**Exercise requirements:** The response should contain only those lines of the entries below that include the string "ContributionConfig".

____ Supplied information

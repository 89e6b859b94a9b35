use std::collections::BTreeSet;
use std::sync::Arc;
use tracing::{error, info, warn};

use crate::compositor::{ComposedLineItems, Composition};
use crate::config::ContributionConfig;
use crate::correlation::{CorrelationField, CorrelationMeta, CorrelationStore};
use crate::crm::{
    ContactId, Contribution, ContributionId, ContributionStatus, CrmClient, LookupCache,
    OrderCreateParams,
};
use crate::error::SyncError;
use crate::metrics::{CONTRIBUTIONS_CREATED, LINE_ITEMS_COMPOSED};
use crate::notify::{SyncEvent, SyncEventHandle};
use crate::order::Order;

#[derive(Debug, Clone, PartialEq)]
pub enum SubmitOutcome {
    Created(Contribution),
    /// A concurrent run linked another Contribution first; carries its id.
    Superseded(ContributionId),
    /// Nothing to submit; no remote call was made.
    Empty,
}

/// Creates the Contribution of an Order.
pub struct OrderSubmitter {
    crm: Arc<dyn CrmClient>,
    cache: Arc<LookupCache>,
    correlation: Arc<dyn CorrelationStore>,
    events: SyncEventHandle,
    config: ContributionConfig,
}

impl OrderSubmitter {
    pub fn new(
        crm: Arc<dyn CrmClient>,
        cache: Arc<LookupCache>,
        correlation: Arc<dyn CorrelationStore>,
        events: SyncEventHandle,
        config: ContributionConfig,
    ) -> Self {
        Self {
            crm,
            cache,
            correlation,
            events,
            config,
        }
    }

    /// Submit composed line items as one Order.create call.
    ///
    /// Nothing is retried. The new contribution id is stored for the Order
    /// only if none is stored yet.
    pub async fn submit(
        &self,
        contact_id: ContactId,
        composition: &Composition,
        order: &Order,
    ) -> Result<SubmitOutcome, SyncError> {
        let composed = match composition {
            Composition::Items(composed) if !composed.line_items.is_empty() => composed,
            _ => return Ok(SubmitOutcome::Empty),
        };

        self.validate_financial_types(composed).await?;

        let meta = self.correlation.get(order.id)?;
        let params = self.order_params(contact_id, composed, order, &meta);

        let contribution = self.crm.create_order(&params).await.map_err(|e| {
            error!(
                method = "Order.create",
                params = ?params,
                result = %e,
                order_id = order.id,
                "Failed to create contribution"
            );
            e
        })?;

        let written = self.correlation.set_if_absent(
            order.id,
            CorrelationField::ContributionId,
            &contribution.id.to_string(),
        )?;

        CONTRIBUTIONS_CREATED.inc();
        LINE_ITEMS_COMPOSED.observe(composed.line_items.len() as f64);

        if !written {
            if let Some(stored) = self.correlation.get(order.id)?.contribution_id {
                warn!(
                    order_id = order.id,
                    contribution_id = contribution.id,
                    stored_contribution_id = stored,
                    "Order already linked to another contribution, keeping the stored one"
                );
                return Ok(SubmitOutcome::Superseded(stored));
            }
        }

        info!(
            order_id = order.id,
            contact_id,
            contribution_id = contribution.id,
            "Contribution created"
        );
        self.events.try_emit(SyncEvent::ContributionCreated {
            contribution: contribution.clone(),
            order: order.clone(),
        });

        Ok(SubmitOutcome::Created(contribution))
    }

    /// Parameters of the Order.create call. No total is sent; the CRM sums the lines.
    pub fn order_params(
        &self,
        contact_id: ContactId,
        composed: &ComposedLineItems,
        order: &Order,
        meta: &CorrelationMeta,
    ) -> OrderCreateParams {
        let source = meta
            .source
            .clone()
            .unwrap_or_else(|| format!("{} Order #{}", self.config.source, order.display_number()));

        OrderCreateParams {
            contact_id,
            financial_type_id: composed.financial_type_id,
            line_items: composed.line_items.clone(),
            receive_date: order.receive_date(),
            trxn_id: order.trxn_id(),
            invoice_id: order.invoice_id(),
            contribution_status_id: ContributionStatus::Pending.id(),
            is_pay_later: self.config.is_pay_later(&order.payment_method),
            currency: order.currency.clone(),
            source: Some(source),
            campaign_id: meta.campaign_id.or(self.config.campaign_id),
            payment_instrument_id: self.config.payment_instrument_for(&order.payment_method),
        }
    }

    async fn validate_financial_types(&self, composed: &ComposedLineItems) -> Result<(), SyncError> {
        let ids: BTreeSet<u64> = std::iter::once(composed.financial_type_id)
            .chain(composed.line_items.iter().filter_map(|l| l.financial_type_id))
            .collect();

        for id in ids {
            if !self.cache.is_active_financial_type(id).await? {
                return Err(SyncError::Validation(format!(
                    "financial type {} is not an active CRM financial type",
                    id
                )));
            }
        }
        Ok(())
    }
}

________

**Task result:**
use crate::config::ContributionConfig;
    config: ContributionConfig,
        config: ContributionConfig,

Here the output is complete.